- [TASK TO COMPLETE]:
Keep only the lines of the data below that contain "RiotClient", and copy them.
[INPUT DATA]
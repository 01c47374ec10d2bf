use std::collections::HashMap;
use std::sync::Arc;
use std::time::Duration;

use async_trait::async_trait;
use parking_lot::Mutex;
use serde_json::{json, Value};

use champion_trends::api::{HttpResponse, RetryPolicy, RiotClient, Transport, WindowLimit};
use champion_trends::error::ApiError;

/// Answers by URL path; a path may be scripted with several answers, the last one repeats
#[derive(Default)]
pub struct ScriptedTransport {
    answers: Mutex<HashMap<String, Vec<HttpResponse>>>,
    calls: Mutex<HashMap<String, usize>>,
}

impl ScriptedTransport {
    pub fn new() -> Self {
        Self::default()
    }

    pub fn ok(self, path: &str, body: Value) -> Self {
        self.push(path, 200, None, body.to_string())
    }

    pub fn status(self, path: &str, status: u16) -> Self {
        self.push(path, status, None, String::new())
    }

    pub fn rate_limited(self, path: &str, retry_after_secs: u64) -> Self {
        self.push(path, 429, Some(Duration::from_secs(retry_after_secs)), String::new())
    }

    fn push(self, path: &str, status: u16, retry_after: Option<Duration>, body: String) -> Self {
        self.answers
            .lock()
            .entry(path.to_string())
            .or_default()
            .push(HttpResponse {
                status,
                retry_after,
                body,
            });
        self
    }

    pub fn calls(&self, path: &str) -> usize {
        self.calls.lock().get(path).copied().unwrap_or(0)
    }
}

#[async_trait]
impl Transport for ScriptedTransport {
    async fn get(&self, url: &str, _query: &[(String, String)]) -> Result<HttpResponse, ApiError> {
        let path = url.split_once(".test").map(|(_, p)| p).unwrap_or(url).to_string();

        let call = {
            let mut calls = self.calls.lock();
            let n = calls.entry(path.clone()).or_default();
            *n += 1;
            *n
        };

        let answers = self.answers.lock();
        let response = answers
            .get(&path)
            .and_then(|list| list.get(call - 1).or_else(|| list.last()))
            .cloned()
            .unwrap_or(HttpResponse {
                status: 404,
                retry_after: None,
                body: format!("no script for {}", path),
            });

        Ok(response)
    }
}

pub fn client(transport: Arc<ScriptedTransport>) -> RiotClient {
    RiotClient::new(
        transport,
        vec![
            WindowLimit::new(20, Duration::from_secs(1)),
            WindowLimit::new(100, Duration::from_secs(120)),
        ],
        RetryPolicy::default(),
    )
    .with_base_url("http://{host}.test")
}

pub const ACCOUNT_PATH: &str = "/riot/account/v1/accounts/by-riot-id/Doublelift/NA1";
pub const IDS_PATH: &str = "/lol/match/v5/matches/by-puuid/dl-puuid/ids";
pub const ENTRIES_PATH: &str = "/lol/league/v4/entries/by-puuid/dl-puuid";

pub fn detail_path(match_id: &str) -> String {
    format!("/lol/match/v5/matches/{}", match_id)
}

/// Two-player v5 payload: `champion` on the winning or losing side against Garen
pub fn match_payload(match_id: &str, version: &str, champion: i64, win: bool) -> Value {
    json!({
        "metadata": { "dataVersion": "2", "matchId": match_id },
        "info": {
            "gameVersion": version,
            "gameStartTimestamp": 1_705_000_000_000i64,
            "queueId": 420,
            "platformId": "NA1",
            "participants": [
                {
                    "participantId": 1,
                    "puuid": "dl-puuid",
                    "championId": champion,
                    "win": win,
                    "teamPosition": "BOTTOM"
                },
                {
                    "participantId": 2,
                    "puuid": format!("{}-opponent", match_id),
                    "championId": 86,
                    "win": !win,
                    "teamPosition": "TOP"
                }
            ]
        }
    })
}

pub fn ranked_entries(tier: &str) -> Value {
    json!([
        { "queueType": "RANKED_SOLO_5x5", "tier": tier, "rank": "I", "leaguePoints": 75 }
    ])
}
[/INPUT DATA]
- [SOLUTION]:
use champion_trends::api::{HttpResponse, RetryPolicy, RiotClient, Transport, WindowLimit};
pub fn client(transport: Arc<ScriptedTransport>) -> RiotClient {
    RiotClient::new(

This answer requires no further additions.